Du 15 octobre au 23 décembre 2020, la galerie Lelong & Co présente l’exposition « Ma Normandie » qui regroupe une dizaine de peintures récentes du célèbre artiste anglais, David Hockney. L’occasion parfaite de nous pencher plus largement sur la façon dont les artistes comme Hockney, mais aussi Latour, Monet ou Vallotton se sont appropriés la région normande et son patrimoine.

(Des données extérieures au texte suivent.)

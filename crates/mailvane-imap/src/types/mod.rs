//! Core IMAP types.
//!
//! This module defines the identifier and status types used throughout
//! the library.

#![allow(clippy::missing_const_for_fn)]

mod identifiers;
mod mailbox;

pub use identifiers::{Uid, UidValidity};
pub use mailbox::MailboxStatus;

#[cfg(test)]
#[allow(clippy::unwrap_used)]
mod tests {
    use super::*;

    #[test]
    fn test_uid_new() {
        assert!(Uid::new(0).is_none());
        assert!(Uid::new(1).is_some());
        assert_eq!(Uid::new(123).unwrap().get(), 123);
    }

    #[test]
    fn test_uid_validity_new() {
        assert!(UidValidity::new(0).is_none());
        assert!(UidValidity::new(1).is_some());
    }

    #[test]
    fn test_mailbox_status_default() {
        let status = MailboxStatus::new();
        assert!(status.uid_validity.is_none());
        assert!(status.uid_next.is_none());
    }
}
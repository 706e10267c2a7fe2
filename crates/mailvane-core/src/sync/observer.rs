//! Sync event notification interface.
//!
//! The sync engine reports state transitions through [`SyncObserver`] so
//! embedders can drive display updates without the core depending on any
//! UI framework. All methods default to no-ops; implement only the
//! events you care about.

use std::sync::{Arc, Mutex};

use crate::account::AccountId;
use crate::cache::MessageSummary;

/// Receives notifications from the sync engine and the mail service.
///
/// Implementations must be cheap and non-blocking; events are emitted
/// synchronously from within sync operations.
pub trait SyncObserver: Send + Sync {
    /// Cached summaries were used to seed an empty view before the
    /// network round-trip. `summaries` is sorted newest-first.
    fn cache_seeded(&self, account_id: AccountId, mailbox: &str, summaries: &[MessageSummary]) {
        let _ = (account_id, mailbox, summaries);
    }

    /// The mailbox's UIDVALIDITY changed; the stored cache entry was
    /// dropped and previously displayed summaries are no longer valid.
    fn cache_invalidated(&self, account_id: AccountId, mailbox: &str) {
        let _ = (account_id, mailbox);
    }

    /// A refresh finished and its result was applied. `summaries` is the
    /// final sorted set.
    fn refresh_completed(
        &self,
        account_id: AccountId,
        mailbox: &str,
        summaries: &[MessageSummary],
    ) {
        let _ = (account_id, mailbox, summaries);
    }

    /// A refresh finished after the active account changed; its result
    /// was discarded.
    fn stale_discarded(&self, account_id: AccountId, mailbox: &str) {
        let _ = (account_id, mailbox);
    }
}

/// Observer that ignores every event.
#[derive(Debug, Clone, Copy, Default)]
pub struct NoopObserver;

impl SyncObserver for NoopObserver {}

/// A recorded sync event.
#[derive(Debug, Clone, PartialEq, Eq)]
pub enum SyncEvent {
    /// Cache seed with the number of seeded summaries.
    Seeded {
        /// Account the event belongs to.
        account_id: AccountId,
        /// Mailbox name.
        mailbox: String,
        /// Number of summaries seeded.
        count: usize,
    },
    /// Cache invalidation after a UIDVALIDITY change.
    Invalidated {
        /// Account the event belongs to.
        account_id: AccountId,
        /// Mailbox name.
        mailbox: String,
    },
    /// Completed refresh with the final summary count.
    Completed {
        /// Account the event belongs to.
        account_id: AccountId,
        /// Mailbox name.
        mailbox: String,
        /// Number of summaries in the applied result.
        count: usize,
    },
    /// Discarded stale refresh result.
    StaleDiscarded {
        /// Account the event belongs to.
        account_id: AccountId,
        /// Mailbox name.
        mailbox: String,
    },
}

/// Observer that records every event it receives, for tests.
///
/// Clones share the same underlying log, so a test can keep one clone
/// and hand another to the service.
#[derive(Debug, Clone, Default)]
pub struct CollectingObserver {
    events: Arc<Mutex<Vec<SyncEvent>>>,
}

impl CollectingObserver {
    /// Creates an empty observer.
    #[must_use]
    pub fn new() -> Self {
        Self::default()
    }

    /// Returns a snapshot of the events recorded so far.
    #[must_use]
    pub fn events(&self) -> Vec<SyncEvent> {
        self.events.lock().map(|events| events.clone()).unwrap_or_default()
    }

    fn record(&self, event: SyncEvent) {
        if let Ok(mut events) = self.events.lock() {
            events.push(event);
        }
    }
}

impl SyncObserver for CollectingObserver {
    fn cache_seeded(&self, account_id: AccountId, mailbox: &str, summaries: &[MessageSummary]) {
        self.record(SyncEvent::Seeded {
            account_id,
            mailbox: mailbox.to_string(),
            count: summaries.len(),
        });
    }

    fn cache_invalidated(&self, account_id: AccountId, mailbox: &str) {
        self.record(SyncEvent::Invalidated {
            account_id,
            mailbox: mailbox.to_string(),
        });
    }

    fn refresh_completed(
        &self,
        account_id: AccountId,
        mailbox: &str,
        summaries: &[MessageSummary],
    ) {
        self.record(SyncEvent::Completed {
            account_id,
            mailbox: mailbox.to_string(),
            count: summaries.len(),
        });
    }

    fn stale_discarded(&self, account_id: AccountId, mailbox: &str) {
        self.record(SyncEvent::StaleDiscarded {
            account_id,
            mailbox: mailbox.to_string(),
        });
    }
}

#[cfg(test)]
#[allow(clippy::unwrap_used)]
mod tests {
    use super::*;

    #[test]
    fn collecting_observer_records_in_order() {
        let observer = CollectingObserver::new();
        let id = AccountId::new();

        observer.cache_seeded(id, "INBOX", &[]);
        observer.cache_invalidated(id, "INBOX");
        observer.stale_discarded(id, "Archive");

        assert_eq!(
            observer.events(),
            vec![
                SyncEvent::Seeded {
                    account_id: id,
                    mailbox: "INBOX".to_string(),
                    count: 0,
                },
                SyncEvent::Invalidated {
                    account_id: id,
                    mailbox: "INBOX".to_string(),
                },
                SyncEvent::StaleDiscarded {
                    account_id: id,
                    mailbox: "Archive".to_string(),
                },
            ]
        );
    }

    #[test]
    fn clones_share_the_log() {
        let observer = CollectingObserver::new();
        let clone = observer.clone();

        clone.cache_invalidated(AccountId::new(), "INBOX");

        assert_eq!(observer.events().len(), 1);
    }

    #[test]
    fn noop_observer_accepts_events() {
        let observer = NoopObserver;
        observer.refresh_completed(AccountId::new(), "INBOX", &[]);
    }
}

Installé depuis quelques mois à Beuvron-en-Auge, l’un des plus beaux villages de France, Hockney profite du calme et du silence pour peindre la région – à sa manière. Aficionado de la technologie, il a réalisé ces illustrations normandes au moyen d’une tablette numérique, à l’aide de l’application Brushes, qu’il a rendu célèbre en 2010, lors de l’exposition « Fleurs fraiches, dessins sur iPhone et iPad ». L’exposition de la galerie Lelong & Co n’est donc composée que d’impressions, travaillées, imprimées, retravaillées puis réimprimées par l’artiste anglais. Hockney peint ce qu’il voit : au début de l’année 2020, il assiste à l’arrivée du printemps en terre normande. Le pays d’Auge, où il a élu domicile, est un territoire fertile et pittoresque, celui de la Normandie des cartes postales. Coin de nature apprécié des Parisiens comme des Anglais pour son calme et son architecture typique, beaucoup y ont établi leur résidence secondaire.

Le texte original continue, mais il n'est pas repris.